Quando acabei de comer duas
bolachas m. m. com um pouco de marmelada (bolachas que empanturram,
secas como palha), deitei-me à sombra duma casa a descansar os músculos.
Ali perto, alguns homens
andavam aos cabritos, trazendo-os ao colo, o que irritou os vizinhos, os
maus vizinhos, que começaram, de novo, a festa. E não houve remédio
senão ir para o abrigo.

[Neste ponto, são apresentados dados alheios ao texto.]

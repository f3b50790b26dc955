//! Plain-text listing of generated matrices
//!
//! One line per row, top to bottom. Each cell is written as `#rrggbb/alpha`
//! and cells are separated by a single space.

use crate::color::rgba::FinalColor;
use crate::io::error::{GenerationError, Result};
use crate::spatial::grid::ColorMatrix;
use std::io::Write;
use std::path::Path;

/// Format a single cell as `#rrggbb/alpha`
pub fn format_color(color: &FinalColor) -> String {
    format!(
        "#{:02x}{:02x}{:02x}/{}",
        color.r, color.g, color.b, color.alpha
    )
}

/// Write the matrix listing to any writer
///
/// # Errors
///
/// Returns an error if the writer fails
pub fn write_matrix<W: Write>(matrix: &ColorMatrix, writer: &mut W) -> std::io::Result<()> {
    for row in matrix.rows() {
        let line = row.iter().map(format_color).collect::<Vec<_>>().join(" ");
        writeln!(writer, "{line}")?;
    }
    writer.flush()
}

/// Write the matrix listing to a file, creating parent directories as needed
///
/// # Errors
///
/// Returns an error if:
/// - The parent directory cannot be created
/// - The file cannot be created or written
pub fn export_matrix_as_text(matrix: &ColorMatrix, output_path: &Path) -> Result<()> {
    if let Some(parent) = output_path.parent().filter(|p| !p.as_os_str().is_empty()) {
        std::fs::create_dir_all(parent).map_err(|e| GenerationError::FileSystem {
            path: parent.to_path_buf(),
            operation: "create directory",
            source: e,
        })?;
    }

    let file = std::fs::File::create(output_path).map_err(|e| GenerationError::FileSystem {
        path: output_path.to_path_buf(),
        operation: "create file",
        source: e,
    })?;

    let mut writer = std::io::BufWriter::new(file);
    write_matrix(matrix, &mut writer).map_err(|e| GenerationError::FileSystem {
        path: output_path.to_path_buf(),
        operation: "write matrix",
        source: e,
    })
}
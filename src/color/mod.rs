//! Color types consumed and produced by generation

/// Base colors supplied by callers and final colors emitted per pixel
pub mod rgba;
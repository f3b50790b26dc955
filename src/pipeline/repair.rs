//! Single-pass border enclosure repair
//!
//! Every interior body pixel promotes its empty orthogonal neighbours to
//! border. The pass mutates the grid it reads, so body pixels later in
//! [`raster_order`] observe promotions made earlier in the same pass. The
//! pass runs once; it is not iterated to a fixed point.
//!
//! Interior means `1 <= x <= width - 2` and `1 <= y <= height - 2`. Body
//! pixels on the outermost rows and columns are never inspected.

use crate::pipeline::resolve::ResolvedRole;
use crate::spatial::grid::{
    Grid, grid_height, grid_width, is_interior, orthogonal_neighbors, raster_order,
};

/// Enclose interior body pixels with border, returning how many pixels were promoted
pub fn repair_borders(grid: &mut Grid<ResolvedRole>) -> usize {
    let (width, height) = (grid_width(grid), grid_height(grid));
    let mut promoted = 0;

    for (x, y) in raster_order(width, height) {
        if !is_interior(x, y, width, height) || grid.get([y, x]) != Some(&ResolvedRole::Body) {
            continue;
        }

        for (nx, ny) in orthogonal_neighbors(x, y) {
            if let Some(neighbor) = grid.get_mut([ny, nx]) {
                if *neighbor == ResolvedRole::Empty {
                    *neighbor = ResolvedRole::Border;
                    promoted += 1;
                }
            }
        }
    }

    promoted
}
//! Generation pipeline: classification, resolution, repair, colorization and mirroring
//!
//! Data flows once through the stages in that order. Resolution and
//! colorization share a single random stream which is consumed strictly in
//! [`raster_order`](crate::spatial::raster_order).

/// Marker color classification
pub mod classify;
/// Per-pixel colorization with jitter, fade and border darkening
pub mod colorize;
/// Orchestration of the full generation run
pub mod executor;
/// Optional reflection of the finished matrix
pub mod mirror;
/// Single-pass border enclosure repair
pub mod repair;
/// Randomized settlement of composite roles
pub mod resolve;
/// Generation settings and seed handling
pub mod settings;
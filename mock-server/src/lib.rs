use std::{
    collections::{HashMap, VecDeque},
    io::Read,
    sync::Arc,
};

use axum::{
    body::{Body, Bytes},
    extract::{Path, Query, Request, State},
    http::{header, HeaderMap, StatusCode},
    middleware::{self, Next},
    response::{IntoResponse, Response},
    routing::get,
    Json, Router,
};
use flate2::read::GzDecoder;
use serde::{Deserialize, Serialize};
use serde_json::{json, Value};
use tokio::{net::TcpListener, sync::RwLock};
use uuid::Uuid;

#[derive(Clone, Debug, Serialize, Deserialize, PartialEq, Eq)]
pub struct DataSetMeta {
    pub name: String,
    pub data_group: String,
    pub data_type: String,
}

#[derive(Deserialize)]
pub struct DataSetFilter {
    #[serde(rename = "data-group")]
    pub data_group: Option<String>,
    #[serde(rename = "data-type")]
    pub data_type: Option<String>,
}

/// A request as the server received it, before any routing.
#[derive(Clone, Debug)]
pub struct ReceivedRequest {
    pub method: String,
    pub uri: String,
    pub headers: Vec<(String, String)>,
    pub body: Vec<u8>,
}

impl ReceivedRequest {
    pub fn header(&self, name: &str) -> Option<&str> {
        self.headers
            .iter()
            .find(|(key, _)| key.eq_ignore_ascii_case(name))
            .map(|(_, value)| value.as_str())
    }
}

#[derive(Debug, Default)]
pub struct Store {
    pub data_sets: Vec<DataSetMeta>,
    pub records: HashMap<String, Vec<Value>>,
    pub users: HashMap<String, Value>,
    pub collectors: HashMap<String, Value>,
    pub collector_types: HashMap<String, Value>,
    /// Statuses answered, in order, instead of routing the next requests.
    pub faults: VecDeque<u16>,
    pub received: Vec<ReceivedRequest>,
}

impl Store {
    pub fn seeded() -> Self {
        let mut store = Store {
            data_sets: vec![
                DataSetMeta {
                    name: "famous_knights_dragons_killed".to_string(),
                    data_group: "famous-knights".to_string(),
                    data_type: "dragons-killed".to_string(),
                },
                DataSetMeta {
                    name: "carers_allowance_journey".to_string(),
                    data_group: "carers-allowance".to_string(),
                    data_type: "journey".to_string(),
                },
            ],
            ..Store::default()
        };
        store.users.insert(
            "foo@bar.com".to_string(),
            json!({"email": "foo@bar.com", "data_sets": ["famous_knights_dragons_killed"]}),
        );
        store.collectors.insert(
            "ga-journey".to_string(),
            json!({"slug": "ga-journey", "type": "ga", "data_set": "carers_allowance_journey"}),
        );
        store
            .collector_types
            .insert("ga".to_string(), json!({"slug": "ga", "entry_point": "performanceplatform.collector.ga"}));
        store
    }
}

pub type Db = Arc<RwLock<Store>>;

pub fn new_db() -> Db {
    Arc::new(RwLock::new(Store::seeded()))
}

pub fn app() -> Router {
    app_with_state(new_db())
}

pub fn app_with_state(db: Db) -> Router {
    Router::new()
        .route(
            "/data/{group}/{kind}",
            get(read_records).post(append_records).put(replace_records),
        )
        .route("/data-sets", get(list_data_sets))
        .route("/data-sets/{name}", get(get_data_set))
        .route("/users/{email}", get(get_user))
        .route("/collector", get(list_collectors))
        .route("/collector/{name}", get(get_collector))
        .route("/collector-type", get(list_collector_types))
        .route("/collector-type/{name}", get(get_collector_type))
        .layer(middleware::from_fn_with_state(db.clone(), record_and_inject))
        .with_state(db)
}

pub async fn run(listener: TcpListener) -> Result<(), std::io::Error> {
    axum::serve(listener, app()).await
}

pub async fn run_with_state(listener: TcpListener, db: Db) -> Result<(), std::io::Error> {
    axum::serve(listener, app_with_state(db)).await
}

/// Logs every request and answers with the next injected fault, if any.
async fn record_and_inject(State(db): State<Db>, request: Request, next: Next) -> Response {
    let (parts, body) = request.into_parts();
    let Ok(bytes) = axum::body::to_bytes(body, usize::MAX).await else {
        return StatusCode::BAD_REQUEST.into_response();
    };

    let received = ReceivedRequest {
        method: parts.method.to_string(),
        uri: parts.uri.to_string(),
        headers: parts
            .headers
            .iter()
            .filter_map(|(k, v)| v.to_str().ok().map(|v| (k.as_str().to_string(), v.to_string())))
            .collect(),
        body: bytes.to_vec(),
    };
    tracing::debug!(method = %received.method, uri = %received.uri, "request received");

    let fault = {
        let mut store = db.write().await;
        store.received.push(received);
        store.faults.pop_front()
    };
    if let Some(status) = fault {
        let status = StatusCode::from_u16(status).unwrap_or(StatusCode::INTERNAL_SERVER_ERROR);
        return (status, "injected fault").into_response();
    }

    next.run(Request::from_parts(parts, Body::from(bytes))).await
}

fn is_authorized(headers: &HeaderMap) -> bool {
    headers
        .get(header::AUTHORIZATION)
        .and_then(|v| v.to_str().ok())
        .is_some_and(|v| v.starts_with("Bearer ") && v.len() > "Bearer ".len())
}

/// Decodes a JSON body, gunzipping it first when the client says so.
pub fn decode_body(headers: &HeaderMap, body: &[u8]) -> Result<Value, StatusCode> {
    let gzipped = headers
        .get(header::CONTENT_ENCODING)
        .and_then(|v| v.to_str().ok())
        .is_some_and(|v| v.eq_ignore_ascii_case("gzip"));

    if gzipped {
        let mut text = String::new();
        GzDecoder::new(body)
            .read_to_string(&mut text)
            .map_err(|_| StatusCode::BAD_REQUEST)?;
        serde_json::from_str(&text).map_err(|_| StatusCode::BAD_REQUEST)
    } else {
        serde_json::from_slice(body).map_err(|_| StatusCode::BAD_REQUEST)
    }
}

fn with_id(mut record: Value) -> Value {
    if let Some(object) = record.as_object_mut() {
        object
            .entry("_id")
            .or_insert_with(|| Value::String(Uuid::new_v4().to_string()));
    }
    record
}

async fn read_records(State(db): State<Db>, Path((group, kind)): Path<(String, String)>) -> Json<Value> {
    let store = db.read().await;
    let records = store.records.get(&format!("{group}/{kind}")).cloned().unwrap_or_default();
    Json(json!({ "data": records }))
}

async fn append_records(
    State(db): State<Db>,
    Path((group, kind)): Path<(String, String)>,
    headers: HeaderMap,
    body: Bytes,
) -> Result<Json<Value>, StatusCode> {
    if !is_authorized(&headers) {
        return Err(StatusCode::UNAUTHORIZED);
    }
    let incoming = match decode_body(&headers, &body)? {
        Value::Array(records) => records,
        record @ Value::Object(_) => vec![record],
        _ => return Err(StatusCode::BAD_REQUEST),
    };
    let mut store = db.write().await;
    store
        .records
        .entry(format!("{group}/{kind}"))
        .or_default()
        .extend(incoming.into_iter().map(with_id));
    Ok(Json(json!({ "status": "ok" })))
}

async fn replace_records(
    State(db): State<Db>,
    Path((group, kind)): Path<(String, String)>,
    headers: HeaderMap,
    body: Bytes,
) -> Result<Json<Value>, StatusCode> {
    if !is_authorized(&headers) {
        return Err(StatusCode::UNAUTHORIZED);
    }
    let Value::Array(records) = decode_body(&headers, &body)? else {
        return Err(StatusCode::BAD_REQUEST);
    };
    let mut store = db.write().await;
    store
        .records
        .insert(format!("{group}/{kind}"), records.into_iter().map(with_id).collect());
    Ok(Json(json!({ "status": "ok" })))
}

async fn list_data_sets(State(db): State<Db>, Query(filter): Query<DataSetFilter>) -> Json<Vec<DataSetMeta>> {
    let store = db.read().await;
    let matches = store
        .data_sets
        .iter()
        .filter(|ds| filter.data_group.as_ref().is_none_or(|g| *g == ds.data_group))
        .filter(|ds| filter.data_type.as_ref().is_none_or(|t| *t == ds.data_type))
        .cloned()
        .collect();
    Json(matches)
}

async fn get_data_set(State(db): State<Db>, Path(name): Path<String>) -> Result<Json<DataSetMeta>, StatusCode> {
    let store = db.read().await;
    store
        .data_sets
        .iter()
        .find(|ds| ds.name == name)
        .cloned()
        .map(Json)
        .ok_or(StatusCode::NOT_FOUND)
}

async fn get_user(State(db): State<Db>, Path(email): Path<String>) -> Result<Json<Value>, StatusCode> {
    let store = db.read().await;
    store.users.get(&email).cloned().map(Json).ok_or(StatusCode::NOT_FOUND)
}

async fn list_collectors(State(db): State<Db>) -> Json<Vec<Value>> {
    let store = db.read().await;
    Json(store.collectors.values().cloned().collect())
}

async fn get_collector(State(db): State<Db>, Path(name): Path<String>) -> Result<Json<Value>, StatusCode> {
    let store = db.read().await;
    store.collectors.get(&name).cloned().map(Json).ok_or(StatusCode::NOT_FOUND)
}

async fn list_collector_types(State(db): State<Db>) -> Json<Vec<Value>> {
    let store = db.read().await;
    Json(store.collector_types.values().cloned().collect())
}

async fn get_collector_type(State(db): State<Db>, Path(name): Path<String>) -> Result<Json<Value>, StatusCode> {
    let store = db.read().await;
    store.collector_types.get(&name).cloned().map(Json).ok_or(StatusCode::NOT_FOUND)
}
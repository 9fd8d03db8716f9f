use tokio::net::TcpListener;
use tracing_subscriber::EnvFilter;

#[tokio::main]
async fn main() -> Result<(), std::io::Error> {
    tracing_subscriber::fmt()
        .with_env_filter(EnvFilter::try_from_default_env().unwrap_or_else(|_| EnvFilter::new("info")))
        .init();

    let port = std::env::var("PORT").unwrap_or_else(|_| "3000".to_string());
    let addr = format!("127.0.0.1:{port}");
    let listener = TcpListener::bind(&addr).await?;
    tracing::info!(%addr, "performance platform mock listening");
    mock_server::run(listener).await
}
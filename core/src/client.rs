//! Request execution core for the Performance Platform API.
//!
//! # Design
//! `Client` owns an immutable `ClientConfig` and carries no mutable state
//! between calls. Every call builds a fresh `HttpRequest` (URL, canonical
//! headers, encoded and possibly gzipped body), runs it through the retry
//! loop and classifies the final response. The round-trip itself is
//! delegated to a `Transport`, so the whole pipeline runs unchanged against
//! the scripted transport used in tests.

use std::sync::Arc;
use std::thread;

use serde_json::Value;

use crate::backoff::{classify_status, ExponentialBackoff, ResponseClass};
use crate::config::{ClientConfig, ClientSettings};
use crate::encode::{gzip, should_gzip};
use crate::error::{ClientError, Result};
use crate::http::{HttpMethod, HttpRequest, HttpResponse, Transport};
use crate::observe::{RequestObserver, TracingObserver};
use crate::payload::Payload;
use crate::query::{to_query_string, QueryValue};
use crate::transport::UreqTransport;

pub const USER_AGENT: &str = concat!("Performance Platform Client ", env!("CARGO_PKG_VERSION"));
pub const REQUEST_ID_HEADER: &str = "Govuk-Request-Id";

/// Synchronous client for one Performance Platform endpoint.
#[derive(Clone)]
pub struct Client {
    config: ClientConfig,
    transport: Arc<dyn Transport>,
    observer: Arc<dyn RequestObserver>,
    backoff: ExponentialBackoff,
}

impl Client {
    pub fn new(base_url: impl Into<String>, token: Option<String>) -> Result<Self> {
        Ok(Self::from_config(ClientConfig::new(base_url, token)?))
    }

    pub fn from_config(config: ClientConfig) -> Self {
        Self {
            config,
            transport: Arc::new(UreqTransport::new()),
            observer: Arc::new(TracingObserver),
            backoff: ExponentialBackoff::default(),
        }
    }

    pub fn from_settings(settings: &ClientSettings) -> Result<Self> {
        Ok(Self::from_config(ClientConfig::from_settings(settings)?))
    }

    pub fn with_dry_run(mut self, dry_run: bool) -> Self {
        self.config.dry_run = dry_run;
        self
    }

    pub fn with_request_id<F>(mut self, supplier: F) -> Self
    where
        F: Fn() -> String + Send + Sync + 'static,
    {
        self.config.request_id = Arc::new(supplier);
        self
    }

    pub fn with_retry(mut self, retry_on_error: bool) -> Self {
        self.config.retry_on_error = retry_on_error;
        self
    }

    pub fn with_compression(mut self, compress: bool) -> Self {
        self.config.compress = compress;
        self
    }

    pub fn with_transport(mut self, transport: impl Transport + 'static) -> Self {
        self.transport = Arc::new(transport);
        self
    }

    pub fn with_observer(mut self, observer: impl RequestObserver + 'static) -> Self {
        self.observer = Arc::new(observer);
        self
    }

    pub fn with_backoff(mut self, backoff: ExponentialBackoff) -> Self {
        self.backoff = backoff;
        self
    }

    /// Attaches a bearer token to a client created without one.
    pub fn set_token(&mut self, token: impl Into<String>) {
        self.config.token = Some(token.into());
    }

    pub fn config(&self) -> &ClientConfig {
        &self.config
    }

    pub fn get(&self, path: &str, query: &[(String, QueryValue)]) -> Result<Option<Value>> {
        self.execute(HttpMethod::Get, path, None, query)
    }

    /// Posts `payload` in one request, or, when `chunk_size > 0`, as
    /// consecutive chunks of at most `chunk_size` records.
    ///
    /// Chunked posts return `None`; the first failing chunk aborts the rest.
    pub fn post<'a>(&self, path: &str, payload: impl Into<Payload<'a>>, chunk_size: usize) -> Result<Option<Value>> {
        let payload = payload.into();
        if chunk_size == 0 {
            return self.execute(HttpMethod::Post, path, Some(payload), &[]);
        }

        for (index, chunk) in payload.into_chunks(chunk_size)?.enumerate() {
            self.observer.sending_chunk(index + 1);
            self.execute(HttpMethod::Post, path, Some(Payload::Sequence(chunk)), &[])?;
        }
        Ok(None)
    }

    pub fn put<'a>(&self, path: &str, payload: impl Into<Payload<'a>>) -> Result<Option<Value>> {
        self.execute(HttpMethod::Put, path, Some(payload.into()), &[])
    }

    pub fn delete(&self, path: &str) -> Result<Option<Value>> {
        self.execute(HttpMethod::Delete, path, None, &[])
    }

    /// Performs one logical request: build, retry on 500/502/503, classify.
    ///
    /// Returns `None` for dry runs, 204 responses and empty bodies.
    pub fn execute(
        &self,
        method: HttpMethod,
        path: &str,
        body: Option<Payload<'_>>,
        query: &[(String, QueryValue)],
    ) -> Result<Option<Value>> {
        let url = format!("{}{}{}", self.config.base_url, path, to_query_string(query));
        let body = body.map(Payload::into_body).transpose()?;
        let mut headers = self.headers(body.is_some());

        if self.config.dry_run {
            let request = HttpRequest {
                method,
                url,
                headers,
                body: body.clone().map(String::into_bytes),
            };
            self.observer.dry_run(&request, body.as_deref());
            return Ok(None);
        }

        let body = match body {
            Some(text) if should_gzip(text.len(), self.config.compress) => {
                headers.push(("Content-Encoding".to_string(), "gzip".to_string()));
                Some(gzip(text.as_bytes())?)
            }
            Some(text) => Some(text.into_bytes()),
            None => None,
        };

        let request = HttpRequest {
            method,
            url,
            headers,
            body,
        };
        let response = self.send_with_retry(&request)?;
        self.handle_response(&request, response)
    }

    fn headers(&self, has_body: bool) -> Vec<(String, String)> {
        let mut headers = vec![
            ("Accept".to_string(), "application/json".to_string()),
            ("User-Agent".to_string(), USER_AGENT.to_string()),
            (REQUEST_ID_HEADER.to_string(), self.config.request_id()),
        ];
        if let Some(token) = &self.config.token {
            headers.push(("Authorization".to_string(), format!("Bearer {token}")));
        }
        if has_body {
            headers.push(("Content-Type".to_string(), "application/json".to_string()));
        }
        headers
    }

    /// Sends `request` until it gets a non-retryable status or the backoff
    /// budget is spent. The last response is returned either way.
    fn send_with_retry(&self, request: &HttpRequest) -> Result<HttpResponse> {
        if !self.config.retry_on_error {
            return self.transport.send(request);
        }

        let mut attempt = 0u32;
        loop {
            attempt += 1;
            let response = self.transport.send(request)?;
            if classify_status(response.status) != ResponseClass::Retryable {
                return Ok(response);
            }
            let Some(delay) = self.backoff.next_delay(attempt) else {
                return Ok(response);
            };
            self.observer.retrying(request, attempt, response.status, delay);
            thread::sleep(delay);
        }
    }

    fn handle_response(&self, request: &HttpRequest, response: HttpResponse) -> Result<Option<Value>> {
        match classify_status(response.status) {
            ResponseClass::Retryable | ResponseClass::Failed => {
                self.observer.request_failed(request, response.status, &response.body);
                Err(ClientError::RequestFailed {
                    status: response.status,
                    body: response.body,
                })
            }
            ResponseClass::NoContent => Ok(None),
            ResponseClass::Success => {
                self.observer.response(request, response.status, &response.body);
                if response.body.trim().is_empty() {
                    return Ok(None);
                }
                serde_json::from_str(&response.body)
                    .map(Some)
                    .map_err(ClientError::Deserialization)
            }
        }
    }
}

/// Runs `call`, turning a `RequestFailed` with `status` into `Ok(None)`.
/// Every other outcome passes through untouched.
pub fn absent_on<T>(status: u16, call: impl FnOnce() -> Result<Option<T>>) -> Result<Option<T>> {
    match call() {
        Err(err) if err.status() == Some(status) => Ok(None),
        other => other,
    }
}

Descalço, larguei o pano de tenda onde me
estendera e, aproveitando a cobertura duma árvore, num momento, estava
no abrigo de arma na mão.
Alguns berravam aos bandidos
que ripostavam com mais violência.
– Se é para mim venha mais!
– clamava o Paulino.
– Faz a pontaria mais baixa!
– vociferava o Copio, acrescentando palavras de linguajar de almocreve.
– Eh, ursos! Camelos dum
raio! – era clamor geral.
E, como ninguém desse um
único tiro, eles resolveram calar-se e eu fui outra vez repousar. Mas o
coração e a alma caíram-me num poço sem fundo, quando dei com os olhos
num buraco, mesmo ao centro. Fora uma bala perdida que varara o pano de
tenda.
Olhei o céu. Agradeci a
vida.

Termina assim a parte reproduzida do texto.